Troisième voie: Enseignement de langue et conférences proposés dans le cadre de la formation continue. Attirant chaque année plus de cent participants, le programme proposé dans le cadre de la formation continue s’efforce d’appréhender les réalités présentes et les défis à venir de la Chine à travers une approche culturelle et historique. Il permet de mieux comprendre la civilisation de la Chine actuelle par l’apprentissage de la langue chinoise et la présentation de situations de communication courantes (affaires, voyages, tourisme, etc.). Les conférenciers sont des spécialistes reconnus de la Chine. L’initiation à la langue chinoise est donnée par des enseignants de l’Université de Genève.

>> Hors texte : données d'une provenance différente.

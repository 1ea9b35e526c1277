use serde_json::{Map, Value};

use crate::algorithm::{get_algorithm, AlgorithmId};
use crate::error::{Error, Result};
use crate::keys::Key;
use crate::limits::{
    MAX_DECODED_HEADER_SIZE, MAX_DECODED_PAYLOAD_SIZE, MAX_DECODED_SIGNATURE_SIZE,
    MAX_TOKEN_LENGTH,
};
use crate::token::registered::{check_claims, check_headers};
use crate::token::Token;
use crate::utils::base64url;

/// Verify a compact JWS token and return its headers and claims
///
/// The `alg` header must name `algorithm` and the signature must verify with
/// `key`. Every failure, from a malformed segment to a wrong key, is
/// [`Error::VerificationFailed`].
///
/// ```
/// use tkn::{parse, AlgorithmId, Error, Key, Token};
///
/// let key = Key::symmetric("s3cr3t-value");
/// let signed = Token::builder().claim("sub", "1337").build()?.sign(&key, AlgorithmId::HS256)?;
///
/// let token = parse(&signed, &key, AlgorithmId::HS256)?;
/// assert_eq!(token.subject(), Some("1337"));
///
/// let wrong = Key::symmetric("wrong");
/// assert_eq!(parse(&signed, &wrong, AlgorithmId::HS256), Err(Error::VerificationFailed));
/// # Ok::<(), tkn::Error>(())
/// ```
pub fn parse(token: impl AsRef<[u8]>, key: &Key, algorithm: AlgorithmId) -> Result<Token> {
    let bytes = token.as_ref();
    if bytes.len() > MAX_TOKEN_LENGTH {
        return Err(Error::VerificationFailed);
    }

    let token = std::str::from_utf8(bytes)
        .map_err(|_| Error::VerificationFailed)?
        .trim();

    // Split into three parts
    let mut parts = token.split('.');
    let (Some(header_b64), Some(payload_b64), Some(signature_b64), None) =
        (parts.next(), parts.next(), parts.next(), parts.next())
    else {
        return Err(Error::VerificationFailed);
    };

    let headers = decode_object(header_b64, MAX_DECODED_HEADER_SIZE)?;
    match headers.get("alg") {
        Some(Value::String(alg)) if alg == algorithm.as_str() => {}
        _ => return Err(Error::VerificationFailed),
    }

    let signature = base64url::decode_bytes(signature_b64, MAX_DECODED_SIGNATURE_SIZE)?;
    let signing_input = &token[..header_b64.len() + 1 + payload_b64.len()];

    get_algorithm(&algorithm)
        .verify(signing_input, &signature, key)
        .map_err(|_| Error::VerificationFailed)?;

    let claims = decode_object(payload_b64, MAX_DECODED_PAYLOAD_SIZE)?;

    check_headers(&headers)
        .and_then(|_| check_claims(&claims))
        .map_err(|_| Error::VerificationFailed)?;

    Ok(Token::from_parts(headers, claims))
}

/// Decode a segment into a JSON object
fn decode_object(segment: &str, max_size: usize) -> Result<Map<String, Value>> {
    let bytes = base64url::decode_bytes(segment, max_size)?;
    serde_json::from_slice(&bytes).map_err(|_| Error::VerificationFailed)
}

Les cours sont ouverts à toute personne déjà en contact avec la Chine ou envisageant des activités en rapport avec ce pays, pour des raisons professionnelles, personnelles ou touristiques, ainsi qu’à toute personne intéressée par la connaissance des rudiments de la langue chinoise et/ou les différents aspects de la culture de ce pays, dans un but professionnel ou personnel.